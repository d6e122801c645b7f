//! Records report.
//!
//! Writes a [`RecordList`] for external viewers, either as CSV with one row
//! per record or as a fixed-width text table for the terminal.
//!
//! # Examples
//!
//! ```
//! use marc_catalog::{report, Catalog};
//!
//! let catalog = Catalog::open_in_memory()?;
//! let mut out = Vec::new();
//! report::write_csv(&mut out, &catalog.list_records()?)?;
//! assert!(String::from_utf8_lossy(&out).starts_with("id,date_added"));
//! # Ok::<(), marc_catalog::MarcError>(())
//! ```

use std::io::Write;

use chrono::{DateTime, Utc};

use crate::error::Result;
use crate::mapper::RecordRow;
use crate::summary::RecordList;

/// CSV column headers, in output order.
pub const CSV_HEADERS: [&str; 8] = [
    "id",
    "date_added",
    "date_changed",
    "author",
    "title",
    "barcode",
    "classification",
    "main_entry",
];

/// Write `records` as CSV, header first. Timestamps are RFC 3339; missing
/// values are empty cells.
///
/// # Errors
///
/// Returns [`MarcError::Report`](crate::MarcError::Report) if a row cannot be
/// written.
pub fn write_csv<W: Write>(writer: W, records: &RecordList) -> Result<()> {
    let mut out = csv::Writer::from_writer(writer);
    out.write_record(CSV_HEADERS)?;
    for row in records.rows() {
        let summary = &row.summary;
        out.write_record([
            row.id.to_string().as_str(),
            row.date_added.to_rfc3339().as_str(),
            row.date_changed
                .map(|d| d.to_rfc3339())
                .unwrap_or_default()
                .as_str(),
            summary.author.as_deref().unwrap_or(""),
            summary.title.as_deref().unwrap_or(""),
            summary.barcode.as_deref().unwrap_or(""),
            summary.classification.as_deref().unwrap_or(""),
            summary.main_entry.as_deref().unwrap_or(""),
        ])?;
    }
    out.flush()?;
    Ok(())
}

const TABLE_COLUMNS: [(&str, usize); 6] = [
    ("ID", 6),
    ("ADDED", 16),
    ("AUTHOR", 24),
    ("TITLE", 40),
    ("BARCODE", 14),
    ("CLASS", 16),
];

/// Write `records` as a fixed-width table. Long values are cut with `~`.
///
/// # Errors
///
/// Returns [`MarcError::IoError`](crate::MarcError::IoError) on write failure.
pub fn write_table<W: Write>(mut writer: W, records: &RecordList) -> Result<()> {
    let header: Vec<&str> = TABLE_COLUMNS.iter().map(|(name, _)| *name).collect();
    writeln!(writer, "{}", table_line(&header))?;
    for row in records.rows() {
        let cells = table_cells(row);
        let cells: Vec<&str> = cells.iter().map(String::as_str).collect();
        writeln!(writer, "{}", table_line(&cells))?;
    }
    writeln!(writer, "{} record(s)", records.len())?;
    Ok(())
}

fn table_cells(row: &RecordRow) -> [String; 6] {
    let summary = &row.summary;
    [
        row.id.to_string(),
        short_date(row.date_added),
        summary.author.clone().unwrap_or_default(),
        summary.title.clone().unwrap_or_default(),
        summary.barcode.clone().unwrap_or_default(),
        summary.classification.clone().unwrap_or_default(),
    ]
}

fn short_date(date: DateTime<Utc>) -> String {
    date.format("%Y-%m-%d %H:%M").to_string()
}

fn table_line(cells: &[&str]) -> String {
    let mut line = String::new();
    for (cell, (_, width)) in cells.iter().zip(TABLE_COLUMNS) {
        if !line.is_empty() {
            line.push_str("  ");
        }
        line.push_str(&fit(cell, width));
    }
    line.trim_end().to_string()
}

/// Pad or cut `value` to exactly `width` characters.
fn fit(value: &str, width: usize) -> String {
    if value.chars().count() > width {
        let mut cut: String = value.chars().take(width - 1).collect();
        cut.push('~');
        cut
    } else {
        format!("{value:<width$}")
    }
}

#[cfg(test)]
mod tests {
    use super::*;
    use crate::summary::Summary;
    use chrono::TimeZone;

    fn row(id: i64, title: &str, author: Option<&str>) -> RecordRow {
        RecordRow {
            id,
            date_added: Utc.with_ymd_and_hms(2024, 3, 1, 9, 30, 0).unwrap(),
            date_changed: None,
            summary: Summary {
                author: author.map(str::to_string),
                title: Some(title.to_string()),
                ..Summary::default()
            },
            leader: None,
        }
    }

    #[test]
    fn test_csv_rows() {
        let list = RecordList::new(vec![
            row(2, "Second, with comma", None),
            row(1, "First", Some("Smith")),
        ]);
        let mut out = Vec::new();
        write_csv(&mut out, &list).unwrap();
        let text = String::from_utf8(out).unwrap();
        let lines: Vec<&str> = text.lines().collect();

        assert_eq!(
            lines[0],
            "id,date_added,date_changed,author,title,barcode,classification,main_entry"
        );
        assert_eq!(lines[1], "1,2024-03-01T09:30:00+00:00,,Smith,First,,,");
        assert_eq!(lines[2], "2,2024-03-01T09:30:00+00:00,,,\"Second, with comma\",,,");
        assert_eq!(lines.len(), 3);
    }

    #[test]
    fn test_table_layout() {
        let list = RecordList::new(vec![row(7, "Moby Dick", Some("Melville"))]);
        let mut out = Vec::new();
        write_table(&mut out, &list).unwrap();
        let text = String::from_utf8(out).unwrap();
        let lines: Vec<&str> = text.lines().collect();

        assert!(lines[0].starts_with("ID      ADDED"));
        assert!(lines[1].starts_with("7       2024-03-01 09:30  Melville"));
        assert!(lines[1].contains("Moby Dick"));
        assert_eq!(lines[2], "1 record(s)");
    }

    #[test]
    fn test_fit_cuts_long_values() {
        assert_eq!(fit("abcdef", 4), "abc~");
        assert_eq!(fit("ab", 4), "ab  ");
        assert_eq!(fit("ééééé", 3), "éé~");
    }
}
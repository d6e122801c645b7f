//! Bibliographic record structures.
//!
//! This module provides the in-memory record model:
//! - [`Record`]: a leader, an ordered list of fields and decode warnings
//! - [`Field`]: either a [`ControlField`] (tag `00x`) or a [`DataField`]
//! - [`Subfield`]: a code/data pair inside a data field
//!
//! Fields are kept in a single `Vec` in occurrence order, so a record that is
//! decoded and re-encoded (or flattened to rows and rebuilt) keeps control
//! and data fields interleaved exactly as they were.
//!
//! The control/data split is decided once, when a field is constructed, by
//! the tag prefix rule ([`is_control_tag`]). The tag of an existing field can
//! only be changed within its class.
//!
//! # Examples
//!
//! ```
//! use marc_catalog::{DataField, Leader, Record};
//!
//! let record = Record::builder(Leader::default())
//!     .control_field("001", "12345")
//!     .field(
//!         DataField::builder("245", '1', '0')
//!             .subfield('a', "Title")
//!             .subfield('b', "subtitle")
//!             .build()
//!             .unwrap(),
//!     )
//!     .build()
//!     .unwrap();
//!
//! assert_eq!(record.first_subfield("245", 'b'), Some("subtitle"));
//! assert_eq!(record.fields[1].format_field(&[]), "10 ‡aTitle ‡bsubtitle");
//! ```

use std::fmt;

use serde::Serialize;
use smallvec::SmallVec;

use crate::error::Result;
use crate::leader::Leader;
use crate::validation::{
    check_tag_change, require_class, validate_indicator, FieldClass, ValidationError,
};

/// Subfield delimiter used when rendering fields for people.
pub const DISPLAY_DELIMITER: char = '\u{2021}';

/// Whether a tag names a control field.
///
/// This is the single classification rule of the model: a tag starting with
/// `"00"` is a control field, anything else is a data field.
#[must_use]
pub fn is_control_tag(tag: &str) -> bool {
    tag.starts_with("00")
}

/// One of the two indicator positions of a data field.
#[derive(Debug, Clone, Copy, PartialEq, Eq, Hash, Serialize)]
pub enum Indicator {
    /// First indicator
    First,
    /// Second indicator
    Second,
}

impl fmt::Display for Indicator {
    fn fmt(&self, f: &mut fmt::Formatter<'_>) -> fmt::Result {
        match self {
            Indicator::First => write!(f, "1"),
            Indicator::Second => write!(f, "2"),
        }
    }
}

----

▶ Work to complete
Go through the material above and count the lines that include "Second". Give the number alone.

▶ Written reply
5